(Required action): How many lines of these entries include the string "TaskKind"? State the number alone.

__________________________________________________

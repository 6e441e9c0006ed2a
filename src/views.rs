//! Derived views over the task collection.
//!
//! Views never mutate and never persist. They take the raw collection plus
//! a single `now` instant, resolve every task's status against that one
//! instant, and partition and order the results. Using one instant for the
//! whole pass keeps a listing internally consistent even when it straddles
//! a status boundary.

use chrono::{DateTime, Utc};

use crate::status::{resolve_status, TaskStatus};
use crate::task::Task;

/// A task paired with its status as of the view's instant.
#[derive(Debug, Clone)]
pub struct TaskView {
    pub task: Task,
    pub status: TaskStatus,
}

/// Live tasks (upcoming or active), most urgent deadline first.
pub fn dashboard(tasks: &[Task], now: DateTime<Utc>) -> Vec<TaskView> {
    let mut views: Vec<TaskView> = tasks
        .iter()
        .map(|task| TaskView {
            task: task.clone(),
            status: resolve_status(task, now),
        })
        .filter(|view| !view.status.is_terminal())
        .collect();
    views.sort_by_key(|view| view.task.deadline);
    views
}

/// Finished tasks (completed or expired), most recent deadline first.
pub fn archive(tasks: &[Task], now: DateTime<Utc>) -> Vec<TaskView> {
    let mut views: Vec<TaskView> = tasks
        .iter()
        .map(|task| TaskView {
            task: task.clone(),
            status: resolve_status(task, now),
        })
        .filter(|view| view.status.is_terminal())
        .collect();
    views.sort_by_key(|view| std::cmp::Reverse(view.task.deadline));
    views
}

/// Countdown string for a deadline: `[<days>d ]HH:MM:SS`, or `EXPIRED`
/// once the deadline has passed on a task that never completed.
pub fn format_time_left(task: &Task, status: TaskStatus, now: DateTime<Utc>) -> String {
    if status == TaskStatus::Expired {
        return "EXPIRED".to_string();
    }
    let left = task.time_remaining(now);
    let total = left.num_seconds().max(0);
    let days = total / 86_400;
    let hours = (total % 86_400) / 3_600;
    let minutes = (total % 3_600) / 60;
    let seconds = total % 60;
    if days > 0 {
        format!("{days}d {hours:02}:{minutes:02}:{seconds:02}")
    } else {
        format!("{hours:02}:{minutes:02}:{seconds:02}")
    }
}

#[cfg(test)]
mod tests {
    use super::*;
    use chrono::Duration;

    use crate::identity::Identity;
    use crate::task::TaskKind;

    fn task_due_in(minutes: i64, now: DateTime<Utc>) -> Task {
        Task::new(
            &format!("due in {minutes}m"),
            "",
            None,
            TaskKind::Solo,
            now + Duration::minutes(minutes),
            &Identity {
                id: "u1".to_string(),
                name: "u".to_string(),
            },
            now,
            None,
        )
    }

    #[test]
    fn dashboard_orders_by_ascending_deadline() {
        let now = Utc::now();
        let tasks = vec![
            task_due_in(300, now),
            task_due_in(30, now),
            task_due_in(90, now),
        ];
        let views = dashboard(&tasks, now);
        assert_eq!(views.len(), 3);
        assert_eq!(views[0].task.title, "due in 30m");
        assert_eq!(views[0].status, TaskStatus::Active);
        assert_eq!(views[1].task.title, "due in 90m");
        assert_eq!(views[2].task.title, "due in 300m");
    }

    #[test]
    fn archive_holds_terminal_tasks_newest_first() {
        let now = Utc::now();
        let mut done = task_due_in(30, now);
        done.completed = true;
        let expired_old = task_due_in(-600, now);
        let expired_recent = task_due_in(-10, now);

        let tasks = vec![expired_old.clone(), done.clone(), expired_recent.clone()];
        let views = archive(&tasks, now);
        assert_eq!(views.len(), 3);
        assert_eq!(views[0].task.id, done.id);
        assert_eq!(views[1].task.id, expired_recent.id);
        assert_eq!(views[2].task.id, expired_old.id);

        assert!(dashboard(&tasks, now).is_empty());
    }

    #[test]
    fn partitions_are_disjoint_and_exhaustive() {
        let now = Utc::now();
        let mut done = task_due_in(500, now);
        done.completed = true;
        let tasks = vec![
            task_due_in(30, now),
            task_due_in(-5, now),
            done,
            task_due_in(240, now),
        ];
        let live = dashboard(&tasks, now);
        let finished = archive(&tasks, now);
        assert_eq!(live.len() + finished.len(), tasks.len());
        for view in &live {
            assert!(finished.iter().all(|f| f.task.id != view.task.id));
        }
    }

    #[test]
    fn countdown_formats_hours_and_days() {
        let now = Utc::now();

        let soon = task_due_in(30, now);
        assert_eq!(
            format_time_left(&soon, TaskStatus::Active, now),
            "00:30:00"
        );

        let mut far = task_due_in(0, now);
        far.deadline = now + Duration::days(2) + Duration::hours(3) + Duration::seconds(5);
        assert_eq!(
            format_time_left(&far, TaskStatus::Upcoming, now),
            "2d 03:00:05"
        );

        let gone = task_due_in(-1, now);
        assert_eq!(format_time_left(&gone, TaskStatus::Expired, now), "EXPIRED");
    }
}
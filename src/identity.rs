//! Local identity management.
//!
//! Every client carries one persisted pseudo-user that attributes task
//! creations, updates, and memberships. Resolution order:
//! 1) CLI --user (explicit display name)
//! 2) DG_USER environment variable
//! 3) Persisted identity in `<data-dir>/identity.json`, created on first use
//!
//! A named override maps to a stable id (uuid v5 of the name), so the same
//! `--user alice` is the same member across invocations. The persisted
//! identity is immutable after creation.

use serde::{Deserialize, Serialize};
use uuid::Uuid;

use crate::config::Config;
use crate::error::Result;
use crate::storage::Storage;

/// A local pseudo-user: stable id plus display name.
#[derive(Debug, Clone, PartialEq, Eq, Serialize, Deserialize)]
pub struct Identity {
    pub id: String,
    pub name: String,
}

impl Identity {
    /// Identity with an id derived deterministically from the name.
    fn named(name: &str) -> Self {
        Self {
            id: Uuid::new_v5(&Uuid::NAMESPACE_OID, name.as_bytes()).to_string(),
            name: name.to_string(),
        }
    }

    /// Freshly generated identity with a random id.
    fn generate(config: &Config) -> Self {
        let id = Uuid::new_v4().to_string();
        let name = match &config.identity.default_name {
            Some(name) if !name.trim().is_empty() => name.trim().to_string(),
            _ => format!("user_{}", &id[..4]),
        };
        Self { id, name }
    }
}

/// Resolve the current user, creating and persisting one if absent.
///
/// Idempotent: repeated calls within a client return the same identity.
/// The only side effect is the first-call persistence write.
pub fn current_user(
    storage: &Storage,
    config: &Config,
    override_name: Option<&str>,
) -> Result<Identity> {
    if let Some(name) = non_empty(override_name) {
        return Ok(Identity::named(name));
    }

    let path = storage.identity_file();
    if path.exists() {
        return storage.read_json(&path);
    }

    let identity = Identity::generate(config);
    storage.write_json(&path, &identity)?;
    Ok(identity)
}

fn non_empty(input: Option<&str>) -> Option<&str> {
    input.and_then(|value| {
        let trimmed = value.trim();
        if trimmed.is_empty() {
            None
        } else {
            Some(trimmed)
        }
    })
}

__________________________________________________

(Result for this exercise): 2